G.M. Reed developed a construction technique which associates a Moore space $\mathcal M(X)$ to each regular first-countable space $X$ such that $\mathcal M(X)$ is separable (respectively, locally separable, CCC, or DCCC) if and only if $X$ has the corresponding property.
The construction is as follows. Let $X$ be a regular first-countable space. For each $x\in X$, denote by $\{U_n(x)\}$ a sequence of open sets in $X$ which forms a local base at $x$ such that for each $n$, $\overline{U_{n+1}(x)} \subset U_n(x)$. Now, for each $m\in \mathbb{N}^+$, let $A_m=\{(n_1, n_2, \cdots, n_m): n_1=1 \text{ and for } 1 \le i \le m, n_i \in \mathbb{N}^+\}$. Let $A=\bigcup_{1\le m < \omega}A_m$. For each $a= (n_1, n_2, \cdots, n_m) \in A$, denote by $S_a$ a unique copy of $X$ such that all copies are pairwise disjoint, and for each $x\in X$, denote by $(x_{n_1}, x_{n_2}, \cdots, x_{n_m})$ the element of $S_a$ which is identified with $x$. Let $\mathcal M(X)= \bigcup \{S_a: a\in A\}$ and define a development for $\mathcal M(X)$ as follows: For each $j \in \mathbb{N}^+$, $a= (n_1, n_2, \cdots, n_m) \in A$ and $p=(y_{n_1}, y_{n_2}, \cdots, y_{n_m}) \in S_a$, let \begin{align*} &G_j(p)=\{p\} \cup \{(x_{n_1}, x_{n_2}, \cdots, x_{n_m}, x_{k_1}, x_{k_2}, \cdots, x_{k_c}): x\in X, c\in \mathbb{N}^+, \\ & \text{ for } 1\le i\le c, k_i \ge j \text{ and }x\in U_{k_1+j}(y)\}. \end{align*} It follows that $\mathcal B=\{G_j(p): p\in \mathcal M(X) \text{ and } j\in \mathbb{N}^+\}$ is a basis for a topology on $\mathcal M(X)$ and that $\{\mathcal G_n\}$, where for each $n$, $\mathcal G_n=\{G_j(p): p\in \mathcal M(X) \text{ and } j \ge n\}$, is a development for the Moore space $\mathcal M(X)$.
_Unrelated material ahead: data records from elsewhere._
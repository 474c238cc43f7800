//! GLB binary container.
//!
//! ```text
//! header:  magic u32 | version u32 | total length u32
//! chunk:   length u32 | type u32 | data[length]
//! ```
//!
//! All fields are little-endian. The first chunk must be JSON; the first BIN
//! chunk after it, if any, is the binary buffer. Other chunk types are skipped.

use log::warn;

use crate::error::{LoadError, Result};

/// `"glTF"` read as a little-endian u32.
pub const MAGIC: u32 = 0x46546C67;
pub const VERSION: u32 = 2;
pub const CHUNK_JSON: u32 = 0x4E4F534A;
pub const CHUNK_BIN: u32 = 0x004E4942;

const HEADER_LEN: usize = 12;
const CHUNK_HEADER_LEN: usize = 8;

/// Borrowed views into a parsed GLB file.
#[derive(Clone, Copy, Debug, PartialEq, Eq)]
pub struct Glb<'a> {
    pub json: &'a [u8],
    pub bin: Option<&'a [u8]>,
}

/// Returns true if `bytes` start with the GLB magic.
pub fn is_glb(bytes: &[u8]) -> bool {
    read_u32(bytes, 0) == Some(MAGIC)
}

/// Splits a GLB file into its JSON and BIN chunks.
pub fn parse(bytes: &[u8]) -> Result<Glb<'_>> {
    let header = |offset| {
        read_u32(bytes, offset).ok_or_else(|| LoadError::malformed("GLB header truncated"))
    };

    let magic = header(0)?;
    if magic != MAGIC {
        return Err(LoadError::malformed(format!(
            "GLB magic mismatch: {magic:#010x}"
        )));
    }
    let version = header(4)?;
    if version != VERSION {
        return Err(LoadError::malformed(format!(
            "unsupported GLB version {version}"
        )));
    }
    let length = header(8)? as usize;
    if length > bytes.len() {
        return Err(LoadError::malformed(format!(
            "GLB declares {length} bytes but only {} are present",
            bytes.len()
        )));
    }
    let bytes = &bytes[..length];

    let mut chunks = Chunks {
        bytes,
        offset: HEADER_LEN,
    };

    let (kind, json) = chunks
        .next()
        .ok_or_else(|| LoadError::malformed("GLB has no JSON chunk"))??;
    if kind != CHUNK_JSON {
        return Err(LoadError::malformed(format!(
            "first GLB chunk must be JSON, found {kind:#010x}"
        )));
    }

    let mut bin = None;
    for chunk in chunks {
        let (kind, data) = chunk?;
        match kind {
            CHUNK_BIN if bin.is_none() => bin = Some(data),
            _ => warn!("[gltf] skipping GLB chunk {kind:#010x} ({} bytes)", data.len()),
        }
    }

    Ok(Glb { json, bin })
}

struct Chunks<'a> {
    bytes: &'a [u8],
    offset: usize,
}

impl<'a> Iterator for Chunks<'a> {
    type Item = Result<(u32, &'a [u8])>;

    fn next(&mut self) -> Option<Self::Item> {
        if self.offset >= self.bytes.len() {
            return None;
        }

        let start = self.offset;
        let chunk = match (read_u32(self.bytes, start), read_u32(self.bytes, start + 4)) {
            (Some(len), Some(kind)) => {
                let data_start = start + CHUNK_HEADER_LEN;
                data_start
                    .checked_add(len as usize)
                    .and_then(|end| self.bytes.get(data_start..end))
                    .map(|data| (kind, data))
            }
            _ => None,
        };

        match chunk {
            Some((kind, data)) => {
                self.offset = start + CHUNK_HEADER_LEN + data.len();
                Some(Ok((kind, data)))
            }
            None => {
                self.offset = self.bytes.len();
                Some(Err(LoadError::malformed(format!(
                    "GLB chunk at byte {start} is truncated"
                ))))
            }
        }
    }
}

fn read_u32(bytes: &[u8], offset: usize) -> Option<u32> {
    let raw = bytes.get(offset..offset.checked_add(4)?)?;
    Some(u32::from_le_bytes([raw[0], raw[1], raw[2], raw[3]]))
}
A cellular family is a family of pairwise disjoint non-empty open sets. The cellularity of a space $X$ ($c(X)$) is defined as the supremum of the cardinalities of the cellular families in $X$.
It eas pointed out that the cellularity of $\mathcal M(X)$ is countable iff the cellularity of $X$ is countable. My question is this:
Is $c(\mathcal M(X)) = c(X)$ for any first countable regular space?